* [WHAT THE EXERCISE ASKS]: Lift out all lines below that contain "SchemaDocument".

Stored items:
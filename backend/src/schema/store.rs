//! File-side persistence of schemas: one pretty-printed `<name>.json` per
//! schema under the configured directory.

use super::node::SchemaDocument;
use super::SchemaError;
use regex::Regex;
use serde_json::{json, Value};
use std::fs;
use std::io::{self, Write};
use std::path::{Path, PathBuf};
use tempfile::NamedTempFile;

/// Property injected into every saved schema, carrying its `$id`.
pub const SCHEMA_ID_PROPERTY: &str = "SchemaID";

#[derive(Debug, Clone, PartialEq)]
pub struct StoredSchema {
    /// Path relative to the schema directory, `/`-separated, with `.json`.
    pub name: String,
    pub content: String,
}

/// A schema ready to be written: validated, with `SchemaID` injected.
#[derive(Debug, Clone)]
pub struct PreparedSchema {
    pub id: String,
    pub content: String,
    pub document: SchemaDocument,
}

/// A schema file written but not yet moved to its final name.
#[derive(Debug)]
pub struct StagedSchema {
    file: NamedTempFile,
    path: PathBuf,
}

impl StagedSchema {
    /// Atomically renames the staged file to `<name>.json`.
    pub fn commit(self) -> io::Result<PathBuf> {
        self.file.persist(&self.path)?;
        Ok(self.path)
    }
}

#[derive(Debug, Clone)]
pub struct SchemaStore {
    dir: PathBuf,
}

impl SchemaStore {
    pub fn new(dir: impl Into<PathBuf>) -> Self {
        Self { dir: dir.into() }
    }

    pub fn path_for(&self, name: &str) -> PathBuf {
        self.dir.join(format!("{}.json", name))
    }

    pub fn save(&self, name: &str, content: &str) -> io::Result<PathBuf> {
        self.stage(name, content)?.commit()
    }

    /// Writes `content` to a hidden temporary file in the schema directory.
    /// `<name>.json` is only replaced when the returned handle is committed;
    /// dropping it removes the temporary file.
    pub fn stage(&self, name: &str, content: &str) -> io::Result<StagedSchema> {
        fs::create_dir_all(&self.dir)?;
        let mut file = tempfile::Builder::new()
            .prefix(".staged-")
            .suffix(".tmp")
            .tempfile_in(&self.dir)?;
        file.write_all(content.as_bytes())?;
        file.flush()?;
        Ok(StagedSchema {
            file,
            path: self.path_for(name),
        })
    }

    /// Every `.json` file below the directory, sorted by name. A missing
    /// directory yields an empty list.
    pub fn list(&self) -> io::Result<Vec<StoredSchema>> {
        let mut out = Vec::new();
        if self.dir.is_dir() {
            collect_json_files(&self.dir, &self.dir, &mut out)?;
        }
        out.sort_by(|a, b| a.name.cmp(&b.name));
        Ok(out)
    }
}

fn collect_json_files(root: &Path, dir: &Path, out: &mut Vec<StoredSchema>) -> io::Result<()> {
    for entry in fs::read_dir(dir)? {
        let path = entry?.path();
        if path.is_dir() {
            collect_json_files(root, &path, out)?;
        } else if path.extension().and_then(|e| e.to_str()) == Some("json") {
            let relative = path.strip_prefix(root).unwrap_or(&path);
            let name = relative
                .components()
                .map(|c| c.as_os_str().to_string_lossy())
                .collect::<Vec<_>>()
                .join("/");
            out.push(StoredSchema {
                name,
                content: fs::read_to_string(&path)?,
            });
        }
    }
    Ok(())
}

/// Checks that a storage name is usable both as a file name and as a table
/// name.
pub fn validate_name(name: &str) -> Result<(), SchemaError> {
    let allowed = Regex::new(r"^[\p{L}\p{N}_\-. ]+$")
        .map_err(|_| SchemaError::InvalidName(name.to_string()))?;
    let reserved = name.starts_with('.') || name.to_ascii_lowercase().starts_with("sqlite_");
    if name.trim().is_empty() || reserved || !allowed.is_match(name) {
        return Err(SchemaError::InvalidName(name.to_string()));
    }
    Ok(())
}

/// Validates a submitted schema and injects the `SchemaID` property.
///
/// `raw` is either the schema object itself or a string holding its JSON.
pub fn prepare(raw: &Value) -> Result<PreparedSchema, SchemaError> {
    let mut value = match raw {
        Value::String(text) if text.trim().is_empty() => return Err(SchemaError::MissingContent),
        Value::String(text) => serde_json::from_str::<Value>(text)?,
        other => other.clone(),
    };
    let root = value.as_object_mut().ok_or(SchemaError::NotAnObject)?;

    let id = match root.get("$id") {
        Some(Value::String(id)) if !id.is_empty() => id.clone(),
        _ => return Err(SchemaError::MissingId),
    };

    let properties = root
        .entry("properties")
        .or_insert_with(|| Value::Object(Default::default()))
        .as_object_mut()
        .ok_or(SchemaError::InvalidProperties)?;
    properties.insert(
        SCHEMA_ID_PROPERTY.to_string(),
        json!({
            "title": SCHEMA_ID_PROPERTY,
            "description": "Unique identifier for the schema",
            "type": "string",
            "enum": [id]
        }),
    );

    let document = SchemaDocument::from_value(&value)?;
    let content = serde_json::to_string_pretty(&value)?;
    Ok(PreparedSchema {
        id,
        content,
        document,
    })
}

* [RESPONSE BELOW]:
use super::node::SchemaDocument;
    pub document: SchemaDocument,
    let document = SchemaDocument::from_value(&value)?;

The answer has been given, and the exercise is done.